### What you have to do:
Write out the data exactly from its first line onward, ending with the line in which "let cli = Cli::parse();" appears.
____
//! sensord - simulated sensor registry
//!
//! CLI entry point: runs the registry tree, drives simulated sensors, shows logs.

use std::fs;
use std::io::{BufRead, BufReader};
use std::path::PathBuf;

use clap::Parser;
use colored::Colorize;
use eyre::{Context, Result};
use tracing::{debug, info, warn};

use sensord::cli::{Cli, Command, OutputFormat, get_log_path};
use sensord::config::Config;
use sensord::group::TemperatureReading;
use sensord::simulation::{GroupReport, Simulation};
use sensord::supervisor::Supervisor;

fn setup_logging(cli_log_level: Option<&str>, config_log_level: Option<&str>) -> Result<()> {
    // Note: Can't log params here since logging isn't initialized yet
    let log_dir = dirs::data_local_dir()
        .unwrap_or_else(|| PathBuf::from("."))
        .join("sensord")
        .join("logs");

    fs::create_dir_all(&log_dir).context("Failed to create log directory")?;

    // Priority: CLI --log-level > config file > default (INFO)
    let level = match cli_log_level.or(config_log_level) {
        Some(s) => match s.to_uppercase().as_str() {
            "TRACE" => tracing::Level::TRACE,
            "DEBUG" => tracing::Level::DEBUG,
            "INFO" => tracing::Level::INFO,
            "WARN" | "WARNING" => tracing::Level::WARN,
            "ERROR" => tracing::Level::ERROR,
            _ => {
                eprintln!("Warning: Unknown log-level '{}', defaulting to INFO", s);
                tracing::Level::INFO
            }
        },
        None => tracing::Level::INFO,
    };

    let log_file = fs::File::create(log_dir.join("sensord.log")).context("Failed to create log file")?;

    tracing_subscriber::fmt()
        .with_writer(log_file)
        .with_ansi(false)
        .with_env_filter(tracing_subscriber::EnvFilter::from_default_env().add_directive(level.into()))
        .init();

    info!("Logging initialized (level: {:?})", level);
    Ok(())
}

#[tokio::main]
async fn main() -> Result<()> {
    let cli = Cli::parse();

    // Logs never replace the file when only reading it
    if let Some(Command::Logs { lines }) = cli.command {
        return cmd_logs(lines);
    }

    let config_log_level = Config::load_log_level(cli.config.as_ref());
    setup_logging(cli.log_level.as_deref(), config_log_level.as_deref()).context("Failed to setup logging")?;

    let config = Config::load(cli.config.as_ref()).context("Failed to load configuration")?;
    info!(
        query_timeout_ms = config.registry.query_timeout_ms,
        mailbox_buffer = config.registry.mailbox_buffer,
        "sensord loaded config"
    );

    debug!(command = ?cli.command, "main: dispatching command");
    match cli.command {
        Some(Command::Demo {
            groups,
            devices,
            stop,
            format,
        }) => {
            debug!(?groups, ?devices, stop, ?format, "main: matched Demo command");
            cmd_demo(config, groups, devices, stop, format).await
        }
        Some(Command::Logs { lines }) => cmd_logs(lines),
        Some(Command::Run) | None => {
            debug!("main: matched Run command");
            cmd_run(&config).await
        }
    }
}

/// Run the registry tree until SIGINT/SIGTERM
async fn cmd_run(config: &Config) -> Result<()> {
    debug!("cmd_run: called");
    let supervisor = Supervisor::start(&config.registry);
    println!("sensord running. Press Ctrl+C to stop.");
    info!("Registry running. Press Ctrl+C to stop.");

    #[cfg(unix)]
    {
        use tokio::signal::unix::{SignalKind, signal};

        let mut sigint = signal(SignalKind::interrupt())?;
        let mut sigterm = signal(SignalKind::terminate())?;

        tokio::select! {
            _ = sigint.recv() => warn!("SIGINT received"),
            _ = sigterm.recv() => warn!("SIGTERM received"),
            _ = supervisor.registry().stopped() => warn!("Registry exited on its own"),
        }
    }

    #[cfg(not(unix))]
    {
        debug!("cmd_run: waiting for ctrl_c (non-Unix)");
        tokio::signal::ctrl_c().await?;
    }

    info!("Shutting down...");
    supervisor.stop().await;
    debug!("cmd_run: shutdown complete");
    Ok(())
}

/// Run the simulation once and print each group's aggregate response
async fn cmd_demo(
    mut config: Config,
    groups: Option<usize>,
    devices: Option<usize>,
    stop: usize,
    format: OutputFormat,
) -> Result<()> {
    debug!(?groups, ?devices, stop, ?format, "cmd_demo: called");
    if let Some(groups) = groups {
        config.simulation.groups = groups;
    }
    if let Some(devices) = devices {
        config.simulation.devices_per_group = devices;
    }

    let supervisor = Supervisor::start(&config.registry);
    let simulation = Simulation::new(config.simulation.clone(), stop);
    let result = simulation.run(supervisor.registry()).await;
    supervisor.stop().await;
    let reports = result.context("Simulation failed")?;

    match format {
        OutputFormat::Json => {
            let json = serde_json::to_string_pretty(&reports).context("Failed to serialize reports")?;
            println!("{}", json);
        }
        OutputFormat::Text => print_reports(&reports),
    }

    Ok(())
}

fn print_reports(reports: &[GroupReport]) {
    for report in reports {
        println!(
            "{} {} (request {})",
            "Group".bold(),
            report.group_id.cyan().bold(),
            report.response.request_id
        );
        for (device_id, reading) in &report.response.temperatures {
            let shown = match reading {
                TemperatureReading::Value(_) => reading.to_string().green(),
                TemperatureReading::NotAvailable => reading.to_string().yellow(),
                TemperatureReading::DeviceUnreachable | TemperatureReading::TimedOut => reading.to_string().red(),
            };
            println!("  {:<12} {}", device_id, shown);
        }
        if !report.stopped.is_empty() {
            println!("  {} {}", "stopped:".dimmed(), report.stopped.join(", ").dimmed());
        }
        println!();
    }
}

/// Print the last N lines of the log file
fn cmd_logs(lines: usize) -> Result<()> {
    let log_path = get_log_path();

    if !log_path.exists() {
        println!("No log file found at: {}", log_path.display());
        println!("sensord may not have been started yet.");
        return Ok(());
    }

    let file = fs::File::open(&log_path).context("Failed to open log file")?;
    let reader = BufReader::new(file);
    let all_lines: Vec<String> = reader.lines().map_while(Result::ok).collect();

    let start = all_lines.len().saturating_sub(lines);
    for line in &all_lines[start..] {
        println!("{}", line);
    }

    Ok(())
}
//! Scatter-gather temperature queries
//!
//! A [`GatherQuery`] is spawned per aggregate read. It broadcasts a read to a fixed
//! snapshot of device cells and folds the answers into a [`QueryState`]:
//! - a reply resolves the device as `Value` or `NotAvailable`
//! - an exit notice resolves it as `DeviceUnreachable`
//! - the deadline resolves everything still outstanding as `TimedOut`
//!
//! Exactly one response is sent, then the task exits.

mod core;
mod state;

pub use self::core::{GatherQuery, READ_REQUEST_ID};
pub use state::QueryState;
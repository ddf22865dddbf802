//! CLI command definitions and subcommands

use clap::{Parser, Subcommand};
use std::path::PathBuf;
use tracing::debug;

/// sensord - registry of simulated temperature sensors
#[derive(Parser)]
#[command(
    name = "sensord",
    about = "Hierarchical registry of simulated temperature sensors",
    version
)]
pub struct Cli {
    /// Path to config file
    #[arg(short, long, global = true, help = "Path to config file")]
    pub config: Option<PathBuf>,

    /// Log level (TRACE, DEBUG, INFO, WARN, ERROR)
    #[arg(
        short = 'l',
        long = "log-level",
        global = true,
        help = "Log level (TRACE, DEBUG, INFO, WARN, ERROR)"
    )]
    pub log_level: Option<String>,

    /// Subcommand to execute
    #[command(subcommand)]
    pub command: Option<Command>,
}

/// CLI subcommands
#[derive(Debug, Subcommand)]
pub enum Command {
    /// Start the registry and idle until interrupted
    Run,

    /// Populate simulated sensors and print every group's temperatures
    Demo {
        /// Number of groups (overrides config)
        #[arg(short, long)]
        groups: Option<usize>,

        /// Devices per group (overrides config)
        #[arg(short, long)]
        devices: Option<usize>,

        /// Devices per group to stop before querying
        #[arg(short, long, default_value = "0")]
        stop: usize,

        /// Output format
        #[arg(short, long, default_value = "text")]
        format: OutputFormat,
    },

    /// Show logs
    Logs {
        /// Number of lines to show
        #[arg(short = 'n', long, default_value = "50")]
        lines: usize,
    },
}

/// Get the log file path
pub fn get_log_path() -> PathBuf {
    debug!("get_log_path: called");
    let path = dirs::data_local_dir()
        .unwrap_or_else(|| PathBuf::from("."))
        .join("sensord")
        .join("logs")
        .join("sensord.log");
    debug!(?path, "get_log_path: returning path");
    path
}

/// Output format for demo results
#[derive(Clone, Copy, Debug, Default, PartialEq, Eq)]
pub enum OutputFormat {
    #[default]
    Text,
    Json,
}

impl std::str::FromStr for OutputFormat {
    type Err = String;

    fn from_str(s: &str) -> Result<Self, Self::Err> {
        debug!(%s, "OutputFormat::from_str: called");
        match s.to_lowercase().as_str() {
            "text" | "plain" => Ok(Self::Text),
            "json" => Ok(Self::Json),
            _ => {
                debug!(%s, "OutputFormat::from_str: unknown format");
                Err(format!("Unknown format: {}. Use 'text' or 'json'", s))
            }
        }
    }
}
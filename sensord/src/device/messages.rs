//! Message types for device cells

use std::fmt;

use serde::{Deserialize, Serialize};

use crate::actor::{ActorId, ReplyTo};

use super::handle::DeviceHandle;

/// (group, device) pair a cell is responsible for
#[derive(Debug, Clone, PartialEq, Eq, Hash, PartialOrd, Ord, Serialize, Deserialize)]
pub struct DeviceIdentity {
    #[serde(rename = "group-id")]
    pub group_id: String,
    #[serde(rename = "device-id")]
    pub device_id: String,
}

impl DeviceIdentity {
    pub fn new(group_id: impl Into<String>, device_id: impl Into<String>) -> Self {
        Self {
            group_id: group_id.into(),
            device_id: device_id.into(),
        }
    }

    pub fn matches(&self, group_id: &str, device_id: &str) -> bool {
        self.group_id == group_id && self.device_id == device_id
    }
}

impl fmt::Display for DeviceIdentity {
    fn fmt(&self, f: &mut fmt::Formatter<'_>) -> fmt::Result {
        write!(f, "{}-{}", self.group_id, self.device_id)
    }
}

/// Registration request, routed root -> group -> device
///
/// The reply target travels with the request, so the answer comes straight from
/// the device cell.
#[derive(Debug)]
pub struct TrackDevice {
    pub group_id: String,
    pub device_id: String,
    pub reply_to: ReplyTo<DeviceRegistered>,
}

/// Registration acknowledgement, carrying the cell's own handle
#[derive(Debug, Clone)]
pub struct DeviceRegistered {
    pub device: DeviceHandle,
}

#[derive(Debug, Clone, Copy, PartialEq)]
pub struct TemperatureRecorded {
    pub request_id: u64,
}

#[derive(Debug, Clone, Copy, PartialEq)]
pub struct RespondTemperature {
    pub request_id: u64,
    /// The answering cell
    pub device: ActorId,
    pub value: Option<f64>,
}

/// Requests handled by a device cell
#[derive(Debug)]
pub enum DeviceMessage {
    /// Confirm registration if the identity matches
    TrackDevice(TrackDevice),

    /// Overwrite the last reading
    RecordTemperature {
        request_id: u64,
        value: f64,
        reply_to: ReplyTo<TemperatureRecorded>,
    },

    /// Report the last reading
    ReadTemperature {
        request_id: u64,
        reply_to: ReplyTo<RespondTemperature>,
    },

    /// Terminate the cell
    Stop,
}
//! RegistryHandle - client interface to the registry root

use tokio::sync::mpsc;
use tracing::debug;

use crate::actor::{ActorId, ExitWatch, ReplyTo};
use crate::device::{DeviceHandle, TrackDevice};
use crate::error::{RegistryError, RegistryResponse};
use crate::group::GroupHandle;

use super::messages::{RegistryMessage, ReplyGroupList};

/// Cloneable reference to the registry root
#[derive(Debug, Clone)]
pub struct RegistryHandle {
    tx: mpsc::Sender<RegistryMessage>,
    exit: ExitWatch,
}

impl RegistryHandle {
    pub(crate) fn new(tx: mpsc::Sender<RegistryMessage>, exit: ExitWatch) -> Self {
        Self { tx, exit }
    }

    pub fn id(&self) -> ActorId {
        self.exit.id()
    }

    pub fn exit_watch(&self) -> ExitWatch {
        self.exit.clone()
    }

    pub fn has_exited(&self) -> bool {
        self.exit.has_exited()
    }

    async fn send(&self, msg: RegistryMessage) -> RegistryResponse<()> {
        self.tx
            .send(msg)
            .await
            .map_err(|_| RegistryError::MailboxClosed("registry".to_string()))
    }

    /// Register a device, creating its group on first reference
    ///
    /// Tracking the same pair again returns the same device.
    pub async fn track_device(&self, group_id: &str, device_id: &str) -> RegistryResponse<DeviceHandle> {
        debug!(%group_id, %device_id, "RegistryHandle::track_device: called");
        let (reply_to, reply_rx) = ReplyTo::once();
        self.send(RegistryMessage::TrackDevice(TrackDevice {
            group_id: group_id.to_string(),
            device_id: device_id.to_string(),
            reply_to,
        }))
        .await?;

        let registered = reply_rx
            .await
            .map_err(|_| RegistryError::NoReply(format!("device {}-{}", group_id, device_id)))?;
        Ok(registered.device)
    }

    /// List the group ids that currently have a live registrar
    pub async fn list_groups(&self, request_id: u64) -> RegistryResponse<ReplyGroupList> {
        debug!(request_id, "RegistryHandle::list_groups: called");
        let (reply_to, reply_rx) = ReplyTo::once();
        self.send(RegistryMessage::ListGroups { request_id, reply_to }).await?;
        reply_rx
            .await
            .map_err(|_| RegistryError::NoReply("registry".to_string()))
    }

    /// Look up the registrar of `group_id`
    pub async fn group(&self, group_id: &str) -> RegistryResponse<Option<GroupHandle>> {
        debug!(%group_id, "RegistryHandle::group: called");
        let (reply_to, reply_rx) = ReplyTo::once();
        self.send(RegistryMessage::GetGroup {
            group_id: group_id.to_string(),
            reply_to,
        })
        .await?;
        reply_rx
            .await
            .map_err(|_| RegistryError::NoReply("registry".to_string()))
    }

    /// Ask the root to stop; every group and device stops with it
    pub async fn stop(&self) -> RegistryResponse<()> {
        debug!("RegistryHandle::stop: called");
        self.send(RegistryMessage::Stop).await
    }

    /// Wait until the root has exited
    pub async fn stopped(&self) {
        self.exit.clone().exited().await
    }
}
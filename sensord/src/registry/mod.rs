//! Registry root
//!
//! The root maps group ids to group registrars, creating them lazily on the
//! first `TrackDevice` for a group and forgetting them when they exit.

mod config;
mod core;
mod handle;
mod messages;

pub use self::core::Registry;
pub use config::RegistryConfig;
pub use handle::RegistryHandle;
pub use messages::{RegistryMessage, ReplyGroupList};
____
### Solution to the problem:
//! sensord - simulated sensor registry
//!
//! CLI entry point: runs the registry tree, drives simulated sensors, shows logs.

use std::fs;
use std::io::{BufRead, BufReader};
use std::path::PathBuf;

use clap::Parser;
use colored::Colorize;
use eyre::{Context, Result};
use tracing::{debug, info, warn};

use sensord::cli::{Cli, Command, OutputFormat, get_log_path};
use sensord::config::Config;
use sensord::group::TemperatureReading;
use sensord::simulation::{GroupReport, Simulation};
use sensord::supervisor::Supervisor;

fn setup_logging(cli_log_level: Option<&str>, config_log_level: Option<&str>) -> Result<()> {
    // Note: Can't log params here since logging isn't initialized yet
    let log_dir = dirs::data_local_dir()
        .unwrap_or_else(|| PathBuf::from("."))
        .join("sensord")
        .join("logs");

    fs::create_dir_all(&log_dir).context("Failed to create log directory")?;

    // Priority: CLI --log-level > config file > default (INFO)
    let level = match cli_log_level.or(config_log_level) {
        Some(s) => match s.to_uppercase().as_str() {
            "TRACE" => tracing::Level::TRACE,
            "DEBUG" => tracing::Level::DEBUG,
            "INFO" => tracing::Level::INFO,
            "WARN" | "WARNING" => tracing::Level::WARN,
            "ERROR" => tracing::Level::ERROR,
            _ => {
                eprintln!("Warning: Unknown log-level '{}', defaulting to INFO", s);
                tracing::Level::INFO
            }
        },
        None => tracing::Level::INFO,
    };

    let log_file = fs::File::create(log_dir.join("sensord.log")).context("Failed to create log file")?;

    tracing_subscriber::fmt()
        .with_writer(log_file)
        .with_ansi(false)
        .with_env_filter(tracing_subscriber::EnvFilter::from_default_env().add_directive(level.into()))
        .init();

    info!("Logging initialized (level: {:?})", level);
    Ok(())
}

#[tokio::main]
async fn main() -> Result<()> {
    let cli = Cli::parse();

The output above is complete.